EXERCISE DETAILS -
Print the complete listing so that it matches the original exactly.

EXTRACTED MATERIAL -
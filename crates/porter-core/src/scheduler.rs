//! FIFO request scheduler with single-in-flight wire discipline.
//!
//! The wire protocol carries no request identifier, so the channel is a
//! strict request/response rendezvous: the next response frame always belongs
//! to the request most recently sent. The scheduler enforces the invariant
//! that makes this sound — at most one request occupies the in-flight slot,
//! and the head of the queue advances only when that slot empties.
//!
//! While the transport is down, enqueued requests simply stall; the scheduler
//! never initiates a connection. A `Connected` notification drains the queue,
//! which gives a host that chooses to reconnect its pending work back without
//! this layer owning any retry policy.

use std::collections::VecDeque;

use bytes::Bytes;
use porter_proto::RequestPacket;
use tracing::debug;

use crate::{
    action::LoaderAction,
    request::{Request, RequestState},
};

/// FIFO queue plus the channel's single in-flight slot.
#[derive(Debug, Default)]
pub struct Scheduler {
    queue: VecDeque<Request>,
    in_flight: Option<Request>,
    connected: bool,
}

impl Scheduler {
    /// New scheduler with a closed channel and an empty queue.
    pub fn new() -> Self {
        Self::default()
    }

    /// Note that the channel is open and drain the queue head if possible.
    pub fn channel_opened(&mut self) -> Vec<LoaderAction> {
        self.connected = true;
        let mut actions = Vec::new();
        self.pump(&mut actions);
        actions
    }

    /// Note that the channel closed and reject everything outstanding.
    ///
    /// Returns the rejected requests — the in-flight one first, then the
    /// queue in FIFO order — each already moved to its `Error` terminal
    /// state. The queue is left empty.
    pub fn channel_closed(&mut self) -> Vec<Request> {
        self.connected = false;
        let mut rejected: Vec<Request> = self.in_flight.take().into_iter().collect();
        rejected.extend(self.queue.drain(..));
        for request in &mut rejected {
            debug!(
                request_id = request.request_id,
                key = %request.key,
                from = ?request.state,
                "rejecting request on channel closure"
            );
            request.state = RequestState::Error;
        }
        rejected
    }

    /// Append a request to the queue and send it immediately if the wire is
    /// idle.
    pub fn enqueue(&mut self, mut request: Request) -> Vec<LoaderAction> {
        request.state = RequestState::Queued;
        debug!(request_id = request.request_id, key = %request.key, "queued");
        self.queue.push_back(request);
        let mut actions = Vec::new();
        self.pump(&mut actions);
        actions
    }

    /// Resolve the in-flight request against a completed response frame.
    ///
    /// Returns the request in its terminal state (`Completed` on success,
    /// `Error` otherwise) together with the actions that put the next queued
    /// request on the wire. Returns `None` if nothing was in flight — a
    /// response nobody asked for, which the caller discards.
    pub fn complete_in_flight(&mut self, success: bool) -> (Option<Request>, Vec<LoaderAction>) {
        let Some(mut request) = self.in_flight.take() else {
            return (None, Vec::new());
        };
        request.state = if success { RequestState::Completed } else { RequestState::Error };
        debug!(
            request_id = request.request_id,
            key = %request.key,
            state = ?request.state,
            "in-flight request resolved"
        );
        let mut actions = Vec::new();
        self.pump(&mut actions);
        (Some(request), actions)
    }

    /// Put the queue head on the wire if the slot is empty and the channel is
    /// open.
    fn pump(&mut self, actions: &mut Vec<LoaderAction>) {
        if self.in_flight.is_some() || !self.connected {
            return;
        }
        let Some(mut request) = self.queue.pop_front() else {
            return;
        };

        request.state = RequestState::Sending;
        let packet = RequestPacket::new(request.key);
        actions.push(LoaderAction::Send(Bytes::copy_from_slice(&packet.encode())));
        // Sends are fire-and-forget; the request is awaiting its response
        // the moment the write is handed to the driver.
        request.state = RequestState::Receiving;
        debug!(request_id = request.request_id, key = %request.key, "request on the wire");
        self.in_flight = Some(request);
    }

    /// Whether the channel is currently believed open.
    pub fn is_connected(&self) -> bool {
        self.connected
    }

    /// Number of requests waiting behind the in-flight slot.
    pub fn queue_len(&self) -> usize {
        self.queue.len()
    }

    /// The request currently occupying the wire, if any.
    pub fn in_flight(&self) -> Option<&Request> {
        self.in_flight.as_ref()
    }

    /// Look up a queued or in-flight request by id.
    pub fn get(&self, request_id: u32) -> Option<&Request> {
        self.in_flight
            .iter()
            .chain(self.queue.iter())
            .find(|request| request.request_id == request_id)
    }

    /// Whether some queued or in-flight request targets `key`.
    pub fn is_key_outstanding(&self, key: porter_proto::ArchiveKey) -> bool {
        self.in_flight.iter().chain(self.queue.iter()).any(|request| request.key == key)
    }

    /// Every queued or in-flight request, in-flight first.
    pub fn outstanding(&self) -> impl Iterator<Item = &Request> {
        self.in_flight.iter().chain(self.queue.iter())
    }
}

SOLUTION FOR THIS PROBLEM -
filename crates/porter-core/src/scheduler.rs
//! FIFO request scheduler with single-in-flight wire discipline.
//!
//! The wire protocol carries no request identifier, so the channel is a
//! strict request/response rendezvous: the next response frame always belongs
//! to the request most recently sent. The scheduler enforces the invariant
//! that makes this sound — at most one request occupies the in-flight slot,
//! and the head of the queue advances only when that slot empties.
//!
//! While the transport is down, enqueued requests simply stall; the scheduler
//! never initiates a connection. A `Connected` notification drains the queue,
//! which gives a host that chooses to reconnect its pending work back without
//! this layer owning any retry policy.

use std::collections::VecDeque;

use bytes::Bytes;
use porter_proto::RequestPacket;
use tracing::debug;

use crate::{
    action::LoaderAction,
    request::{Request, RequestState},
};

/// FIFO queue plus the channel's single in-flight slot.
#[derive(Debug, Default)]
pub struct Scheduler {
    queue: VecDeque<Request>,
    in_flight: Option<Request>,
    connected: bool,
}

impl Scheduler {
    /// New scheduler with a closed channel and an empty queue.
    pub fn new() -> Self {
        Self::default()
    }

    /// Note that the channel is open and drain the queue head if possible.
    pub fn channel_opened(&mut self) -> Vec<LoaderAction> {
        self.connected = true;
        let mut actions = Vec::new();
        self.pump(&mut actions);
        actions
    }

    /// Note that the channel closed and reject everything outstanding.
    ///
    /// Returns the rejected requests — the in-flight one first, then the
    /// queue in FIFO order — each already moved to its `Error` terminal
    /// state. The queue is left empty.
    pub fn channel_closed(&mut self) -> Vec<Request> {
        self.connected = false;
        let mut rejected: Vec<Request> = self.in_flight.take().into_iter().collect();
        rejected.extend(self.queue.drain(..));
        for request in &mut rejected {
            debug!(
                request_id = request.request_id,
                key = %request.key,
                from = ?request.state,
                "rejecting request on channel closure"
            );
            request.state = RequestState::Error;
        }
        rejected
    }

    /// Append a request to the queue and send it immediately if the wire is
    /// idle.
    pub fn enqueue(&mut self, mut request: Request) -> Vec<LoaderAction> {
        request.state = RequestState::Queued;
        debug!(request_id = request.request_id, key = %request.key, "queued");
        self.queue.push_back(request);
        let mut actions = Vec::new();
        self.pump(&mut actions);
        actions
    }

    /// Resolve the in-flight request against a completed response frame.
    ///
    /// Returns the request in its terminal state (`Completed` on success,
    /// `Error` otherwise) together with the actions that put the next queued
    /// request on the wire. Returns `None` if nothing was in flight — a
    /// response nobody asked for, which the caller discards.
    pub fn complete_in_flight(&mut self, success: bool) -> (Option<Request>, Vec<LoaderAction>) {
        let Some(mut request) = self.in_flight.take() else {
            return (None, Vec::new());
        };
        request.state = if success { RequestState::Completed } else { RequestState::Error };
        debug!(
            request_id = request.request_id,
            key = %request.key,
            state = ?request.state,
            "in-flight request resolved"
        );
        let mut actions = Vec::new();
        self.pump(&mut actions);
        (Some(request), actions)
    }

    /// Put the queue head on the wire if the slot is empty and the channel is
    /// open.
    fn pump(&mut self, actions: &mut Vec<LoaderAction>) {
        if self.in_flight.is_some() || !self.connected {
            return;
        }
        let Some(mut request) = self.queue.pop_front() else {
            return;
        };

        request.state = RequestState::Sending;
        let packet = RequestPacket::new(request.key);
        actions.push(LoaderAction::Send(Bytes::copy_from_slice(&packet.encode())));
        // Sends are fire-and-forget; the request is awaiting its response
        // the moment the write is handed to the driver.
        request.state = RequestState::Receiving;
        debug!(request_id = request.request_id, key = %request.key, "request on the wire");
        self.in_flight = Some(request);
    }

    /// Whether the channel is currently believed open.
    pub fn is_connected(&self) -> bool {
        self.connected
    }

    /// Number of requests waiting behind the in-flight slot.
    pub fn queue_len(&self) -> usize {
        self.queue.len()
    }

    /// The request currently occupying the wire, if any.
    pub fn in_flight(&self) -> Option<&Request> {
        self.in_flight.as_ref()
    }

    /// Look up a queued or in-flight request by id.
    pub fn get(&self, request_id: u32) -> Option<&Request> {
        self.in_flight
            .iter()
            .chain(self.queue.iter())
            .find(|request| request.request_id == request_id)
    }

    /// Whether some queued or in-flight request targets `key`.
    pub fn is_key_outstanding(&self, key: porter_proto::ArchiveKey) -> bool {
        self.in_flight.iter().chain(self.queue.iter()).any(|request| request.key == key)
    }

    /// Every queued or in-flight request, in-flight first.
    pub fn outstanding(&self) -> impl Iterator<Item = &Request> {
        self.in_flight.iter().chain(self.queue.iter())
    }
}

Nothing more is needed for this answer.